No, Mrs. Language Person, stuffy and fussy though she may be, wasn’t fishing. Hardly the only writer out there who’s made a habit of grammar whinging (no, it’s not the same as whining; do look it up), it takes a very big team to accomplish the good grammar goal.

Join the ranks, Dear Readers. Defend your language and reverse the trend: Do not accept the declining vocabularies of your fellow Americans!

Speak up! Embrace your dictionaries and revitalize Scrabble (a wonderful after-dinner activity for the household, and a great way to prove who’s better-read. That’s who’s for “who is” and not “whose,” which is the possessive form).

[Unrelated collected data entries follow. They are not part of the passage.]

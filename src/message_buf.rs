use std::mem::size_of;

use byteorder::{ByteOrder, LittleEndian};

use crate::errors::DataFlashError;

/// `MessageBuf` wraps the body bytes of one record and allows the caller to
/// successively take values from it without manually calculating
/// index offsets. Each `take_*` method retrieves the next value
/// of a specific type and advances the internal index accordingly.
/// Little endian byte order is assumed.
///
/// # Example
///
/// ```rust
/// use dataflash::message_buf::MessageBuf;
///
/// let body: Vec<u8> = vec![
///     0xEF, 0xBE, 0xAD, 0xDE, // u32: 0xDEADBEEF
///     0x7F,                   // i8: 127
///     b'G', b'P', b'S', 0x00, // char[4]: "GPS"
/// ];
///
/// let mut message_buf = MessageBuf::new(&body);
///
/// assert_eq!(message_buf.take_u32().unwrap(), 0xDEADBEEF);
/// assert_eq!(message_buf.take_i8().unwrap(), 127);
/// assert_eq!(message_buf.take_string(4).unwrap(), "GPS");
/// assert!(message_buf.is_empty());
/// ```
pub struct MessageBuf<'a> {
    /// The record body from which values will be read.
    buf: &'a [u8],

    /// The current position in the body, starting at zero.
    current_index: usize,
}

impl<'a> MessageBuf<'a> {
    pub fn new(buf: &'a [u8]) -> Self {
        Self {
            buf,
            current_index: 0,
        }
    }

    /// Returns the number of bytes not yet taken.
    pub fn len(&self) -> usize {
        self.buf.len().saturating_sub(self.current_index)
    }

    pub fn is_empty(&self) -> bool {
        self.len() == 0
    }

    /// Offset of the next byte to be taken, relative to the start of the body.
    pub fn position(&self) -> usize {
        self.current_index
    }

    pub fn take_u8(&mut self) -> Result<u8, DataFlashError> {
        self.advance(size_of::<u8>()).map(|bytes| bytes[0])
    }

    #[allow(clippy::cast_possible_wrap)]
    pub fn take_i8(&mut self) -> Result<i8, DataFlashError> {
        self.advance(size_of::<i8>()).map(|bytes| bytes[0] as i8)
    }

    pub fn take_u16(&mut self) -> Result<u16, DataFlashError> {
        self.advance(size_of::<u16>()).map(LittleEndian::read_u16)
    }

    pub fn take_i16(&mut self) -> Result<i16, DataFlashError> {
        self.advance(size_of::<i16>()).map(LittleEndian::read_i16)
    }

    pub fn take_u32(&mut self) -> Result<u32, DataFlashError> {
        self.advance(size_of::<u32>()).map(LittleEndian::read_u32)
    }

    pub fn take_i32(&mut self) -> Result<i32, DataFlashError> {
        self.advance(size_of::<i32>()).map(LittleEndian::read_i32)
    }

    pub fn take_u64(&mut self) -> Result<u64, DataFlashError> {
        self.advance(size_of::<u64>()).map(LittleEndian::read_u64)
    }

    pub fn take_i64(&mut self) -> Result<i64, DataFlashError> {
        self.advance(size_of::<i64>()).map(LittleEndian::read_i64)
    }

    pub fn take_f32(&mut self) -> Result<f32, DataFlashError> {
        self.advance(size_of::<f32>()).map(LittleEndian::read_f32)
    }

    pub fn take_f64(&mut self) -> Result<f64, DataFlashError> {
        self.advance(size_of::<f64>()).map(LittleEndian::read_f64)
    }

    /// Takes a fixed-width, NUL-padded character field.
    ///
    /// The string ends at the first NUL byte; anything after it is padding.
    /// Invalid UTF-8 is replaced rather than rejected, since vendor strings are not guaranteed to be clean.
    pub fn take_string(&mut self, width: usize) -> Result<String, DataFlashError> {
        self.take_cstr(width)
            .map(|bytes| String::from_utf8_lossy(bytes).into_owned())
    }

    /// Takes a fixed-width, NUL-padded field as raw bytes, up to the first NUL.
    pub fn take_cstr(&mut self, width: usize) -> Result<&'a [u8], DataFlashError> {
        self.advance(width).map(until_nul)
    }

    /// Advances the internal index by `size` and returns the bytes passed over.
    ///
    /// Fails with `DataFlashError::Decode` if fewer than `size` bytes remain.
    pub fn advance(&mut self, size: usize) -> Result<&'a [u8], DataFlashError> {
        if size > self.len() {
            Err(DataFlashError::Decode {
                offset: self.current_index,
                needed: size,
                remaining: self.len(),
            })
        } else {
            let bytes = &self.buf[self.current_index..self.current_index + size];
            self.current_index += size;
            Ok(bytes)
        }
    }

    pub fn skip(&mut self, size: usize) -> Result<(), DataFlashError> {
        self.advance(size).map(|_| ())
    }
}

pub(crate) fn until_nul(bytes: &[u8]) -> &[u8] {
    let end = bytes.iter().position(|&b| b == 0).unwrap_or(bytes.len());
    &bytes[..end]
}

#[cfg(test)]
mod tests {
    use super::*;

    #[test]
    fn test_take_sequence() -> Result<(), DataFlashError> {
        let body = [
            0x2A, // u8
            0xD6, // i8: -42
            0x18, 0xFC, // i16: -1000
            0xE8, 0x03, // u16: 1000
            0xC0, 0x1D, 0xFE, 0xFF, // i32: -123456
            0x00, 0x00, 0x80, 0x3F, // f32: 1.0
        ];
        let mut buf = MessageBuf::new(&body);

        assert_eq!(buf.take_u8()?, 42);
        assert_eq!(buf.take_i8()?, -42);
        assert_eq!(buf.take_i16()?, -1000);
        assert_eq!(buf.take_u16()?, 1000);
        assert_eq!(buf.take_i32()?, -123456);
        assert_eq!(buf.take_f32()?, 1.0);
        assert!(buf.is_empty());

        Ok(())
    }

    #[test]
    fn test_take_string_stops_at_first_nul() -> Result<(), DataFlashError> {
        let body = *b"IMU\0\xFF\xFFjunk";
        let mut buf = MessageBuf::new(&body);

        assert_eq!(buf.take_string(10)?, "IMU");
        assert_eq!(buf.position(), 10);

        Ok(())
    }

    #[test]
    fn test_take_string_without_nul_uses_full_width() -> Result<(), DataFlashError> {
        let mut buf = MessageBuf::new(b"BARO");
        assert_eq!(buf.take_string(4)?, "BARO");
        Ok(())
    }

    #[test]
    fn test_take_cstr_keeps_raw_bytes() -> Result<(), DataFlashError> {
        let mut buf = MessageBuf::new(b"s\xB5m\0\0F");
        assert_eq!(buf.take_cstr(5)?, b"s\xB5m");
        assert_eq!(buf.position(), 5);
        Ok(())
    }

    #[test]
    fn test_out_of_bounds() {
        let body = [0x01, 0x02, 0x03];
        let mut buf = MessageBuf::new(&body);
        buf.skip(1).unwrap();

        match buf.take_u32() {
            Err(DataFlashError::Decode {
                offset,
                needed,
                remaining,
            }) => {
                assert_eq!(offset, 1);
                assert_eq!(needed, 4);
                assert_eq!(remaining, 2);
            }
            other => panic!("expected a decode error, got {other:?}"),
        }

        // A failed take does not consume anything.
        assert_eq!(buf.len(), 2);
    }
}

And if (yes, writers have an excuse to begin paragraphs with “and,” but don’t try this at home; they’re professionals) you’re too polite to correct others, your MLP then begs of you as she melts into the floor like the wicked word witch she has always been, simply keep the faith by example and read. Voraciously and with broad interests.

(Melting, melting.)

The more books one reads, the more beautiful and useful words enter everyday vocabulary. With luck, correctly uttered.

(Melting…)

Words matter.

 • • •

Sholeh Patrick and Mrs. Language Person have been columnists for the Hagadone News Network for nearly 23 years, and loved every moment sharing with and learning from you, Dear Readers, her colleagues and thousands of interviews. It’s been grand. Thank you, and farewell.